Die CSU hatte das hochumstrittene Gesetz 2016 im Landtag durchgesetzt, damals noch mit ihrer absoluten Mehrheit. Es sieht unter anderem vor, dass Migrantinnen und Migranten, die sich dem Erlernen der deutschen Sprache verweigern, mit Sanktionen rechnen müssen. Wer die deutsche Rechts- und Werteordnung missachtet, muss an einem "Grundkurs" darüber teilnehmen. Ansonsten droht eine Geldstrafe. Außerdem sollen Medien mithelfen, "Leitkultur" zu vermitteln.

Besonders den umstrittenen Begriff der "Leitkultur" hatten die beiden Oppositionsfraktionen vor Gericht bemängelt. CSU und Staatsregierung sprachen in dem Kontext dagegen von einem "Orientierungsrahmen" für Zuwanderer und Behörden.

Im Urteil des Bayerischen Verfassungsgerichtshofs heißt es nun, dass es die Rundfunkfreiheit und das Recht der freien Meinungsäußerung einschränke, wenn eine gesetzliche Verpflichtung herrsche, "die in der Präambel des Bayerischen Integrationsgesetzes definierte 'Leitkultur' in Rundfunk- und Telemedienangeboten zu vermitteln".

Verpflichtende Grundkurse sind nicht verfassungskonform

Weiterhin heißt es im Urteil, es stelle einen "unzulässigen Eingriff in die Meinungsfreiheit dar", Personen wegen ihrer Einstellung zur freiheitlichen demokratischen Grundordnung zu einem Grundkurs über ihre Werte zu verpflichten.

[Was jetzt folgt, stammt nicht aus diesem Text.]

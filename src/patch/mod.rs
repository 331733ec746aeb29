//! Text-to-patch plumbing.
//!
//! A [`PatchSource`] turns a sound description into patch JSON (a flat
//! object of parameter id to number). The [`PatchWorker`] runs sources on a
//! background thread, writes results into the shared [`ParamStore`] through
//! the same path as manual edits, and reports [`PatchStatus`] events over a
//! channel so the caller never blocks.

use std::collections::BTreeMap;
use std::fmt::Write as _;
use std::sync::Arc;
use std::thread::JoinHandle;

use crossbeam_channel::{Receiver, Sender, unbounded};
use serde::{Deserialize, Serialize};
use serde_json::Value;

use crate::error::PatchError;
use crate::params::{PARAM_SPECS, ParamKind, ParamStore, PatchReport};

#[cfg(feature = "gemini")]
pub mod gemini;

/// Parameter id to real value, as produced by a patch generator.
pub type Patch = BTreeMap<String, f64>;

/// Anything that can produce patch JSON for a prompt.
pub trait PatchSource: Send + 'static {
    fn generate(&self, prompt: &str) -> Result<String, PatchError>;
}

impl<F> PatchSource for F
where
    F: Fn(&str) -> Result<String, PatchError> + Send + 'static,
{
    fn generate(&self, prompt: &str) -> Result<String, PatchError> {
        self(prompt)
    }
}

/// Completion event of one patch request.
#[derive(Debug, Clone, PartialEq, Serialize)]
#[serde(tag = "status", rename_all = "lowercase")]
pub enum PatchStatus {
    Applied(PatchReport),
    Failed { message: String },
}

impl PatchStatus {
    pub fn is_success(&self) -> bool {
        matches!(self, PatchStatus::Applied(_))
    }

    pub fn message(&self) -> String {
        match self {
            PatchStatus::Applied(_) => "Patch generated!".to_string(),
            PatchStatus::Failed { message } => message.clone(),
        }
    }
}

/// Remove markdown code fences (```` ```json ```` / ```` ``` ````) and surrounding whitespace.
pub fn strip_code_fences(text: &str) -> String {
    let mut out = text.to_string();
    for fence in ["```json", "```JSON", "```Json", "```"] {
        out = out.replace(fence, "");
    }
    out.trim().to_string()
}

/// Decode patch JSON. Numbers, booleans and numeric strings are accepted;
/// entries with any other value kind are dropped.
pub fn parse_patch(text: &str) -> Result<Patch, PatchError> {
    let value: Value = serde_json::from_str(&strip_code_fences(text))?;
    let Value::Object(map) = value else {
        return Err(PatchError::NotAnObject);
    };

    let mut patch = Patch::new();
    for (key, value) in map {
        let number = match &value {
            Value::Number(n) => n.as_f64(),
            Value::Bool(b) => Some(if *b { 1.0 } else { 0.0 }),
            Value::String(s) => s.trim().parse::<f64>().ok(),
            _ => None,
        };
        match number {
            Some(n) if n.is_finite() => {
                patch.insert(key, n);
            }
            _ => log::debug!("dropping non-numeric patch entry {key}: {value}"),
        }
    }
    Ok(patch)
}

/// Decode and apply patch JSON to the store in one step.
pub fn apply_patch_json(params: &ParamStore, text: &str) -> Result<PatchReport, PatchError> {
    let patch = parse_patch(text)?;
    Ok(params.apply_patch(patch))
}

#[derive(Debug, Deserialize)]
struct GenerateResponse {
    #[serde(default)]
    candidates: Vec<Candidate>,
}

#[derive(Debug, Deserialize)]
struct Candidate {
    content: Option<Content>,
}

#[derive(Debug, Deserialize)]
struct Content {
    #[serde(default)]
    parts: Vec<Part>,
}

#[derive(Debug, Deserialize)]
struct Part {
    #[serde(default)]
    text: String,
}

/// Pull the generated text out of a `generateContent` response body
/// (`candidates[0].content.parts[0].text`), fences stripped. A well-formed
/// body without that path yields an empty patch, `"{}"`.
pub fn extract_response_text(body: &str) -> Result<String, PatchError> {
    let response: GenerateResponse = serde_json::from_str(body)?;
    let text = response
        .candidates
        .into_iter()
        .next()
        .and_then(|c| c.content)
        .and_then(|c| c.parts.into_iter().next())
        .map(|p| strip_code_fences(&p.text));
    Ok(text.unwrap_or_else(|| "{}".to_string()))
}

/// Instructions describing every parameter so a text model emits valid ids
/// and ranges.
pub fn system_prompt() -> String {
    let mut prompt = String::from(
        "You are a synthesizer patch programmer for a Dual Oscillator Subtractive Synth.\n\n\
         Available Parameters and their ranges:\n",
    );
    for spec in PARAM_SPECS {
        let kind = match spec.kind {
            ParamKind::Float => "Float",
            ParamKind::Int => "Int",
            ParamKind::Choice => "Choice",
        };
        let _ = write!(prompt, "- \"{}\" ({kind}): ", spec.id);
        if spec.choices.is_empty() {
            let _ = write!(prompt, "{} to {}", spec.min, spec.max);
            if !spec.unit.is_empty() {
                let _ = write!(prompt, " ({})", spec.unit);
            }
        } else {
            let options: Vec<String> = spec
                .choices
                .iter()
                .enumerate()
                .map(|(i, name)| format!("{i}={name}"))
                .collect();
            prompt.push_str(&options.join(", "));
        }
        prompt.push('\n');
    }
    prompt.push_str(
        "\nINSTRUCTIONS:\n\
         1. Analyze the user's description of a sound (e.g., \"warm pad\", \"laser zap\").\n\
         2. Generate a JSON object where keys are the parameter names listed above and values are the settings to achieve that sound.\n\
         3. ONLY return the JSON. No markdown formatting, no explanations.\n",
    );
    prompt
}

/// Background runner for patch requests.
pub struct PatchWorker {
    jobs: Option<Sender<String>>,
    handle: Option<JoinHandle<()>>,
}

impl PatchWorker {
    /// Start the worker thread. Status events arrive on the returned receiver.
    pub fn spawn<S: PatchSource>(
        source: S,
        params: Arc<ParamStore>,
    ) -> Result<(Self, Receiver<PatchStatus>), PatchError> {
        let (job_tx, job_rx) = unbounded::<String>();
        let (status_tx, status_rx) = unbounded();

        let handle = std::thread::Builder::new()
            .name("patch-worker".into())
            .spawn(move || run_jobs(source, &params, job_rx, status_tx))?;

        Ok((
            PatchWorker {
                jobs: Some(job_tx),
                handle: Some(handle),
            },
            status_rx,
        ))
    }

    /// Queue a prompt. Returns immediately; empty prompts are rejected here.
    pub fn request(&self, prompt: &str) -> Result<(), PatchError> {
        let prompt = prompt.trim();
        if prompt.is_empty() {
            return Err(PatchError::EmptyPrompt);
        }
        let jobs = self.jobs.as_ref().ok_or(PatchError::WorkerGone)?;
        jobs.send(prompt.to_string()).map_err(|_| PatchError::WorkerGone)
    }
}

impl Drop for PatchWorker {
    fn drop(&mut self) {
        // Closing the job channel ends the worker loop.
        self.jobs.take();
        if let Some(handle) = self.handle.take() {
            if handle.join().is_err() {
                log::warn!("patch worker panicked");
            }
        }
    }
}

fn run_jobs<S: PatchSource>(
    source: S,
    params: &ParamStore,
    jobs: Receiver<String>,
    status: Sender<PatchStatus>,
) {
    log::info!("patch worker started");
    for prompt in jobs.iter() {
        let result = source
            .generate(&prompt)
            .and_then(|text| apply_patch_json(params, &text));
        let event = match result {
            Ok(report) => {
                log::info!(
                    "applied patch: {} parameters, {} ignored",
                    report.applied,
                    report.ignored.len()
                );
                PatchStatus::Applied(report)
            }
            Err(err) => {
                log::warn!("patch request failed: {err}");
                PatchStatus::Failed { message: err.to_string() }
            }
        };
        if status.send(event).is_err() {
            break;
        }
    }
    log::info!("patch worker stopped");
}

Nicht zu beanstanden hatte das Gericht die allgemeinen Grundsätze der Integrationsförderung, Vorschriften über die Kostenerstattung und Dolmetscherhaftung bei Übersetzungen im Verwaltungsverfahren. 

Das Integrationsgesetz war im Dezember 2016 nach einer stundenlangen Sitzung bis in die frühen Morgenstunden im Landtag beschlossen worden. Damals überstimmte die CSU mit ihrer absoluten Mehrheit auch die Freien Wähler, die seit der vergangenen Landtagswahl mit den Christsozialen eine Regierung bilden. Das Gesetz trat daraufhin im Januar 2017 in Kraft. Wenige Monate später reichten SPD und Grüne ihre Klagen ein.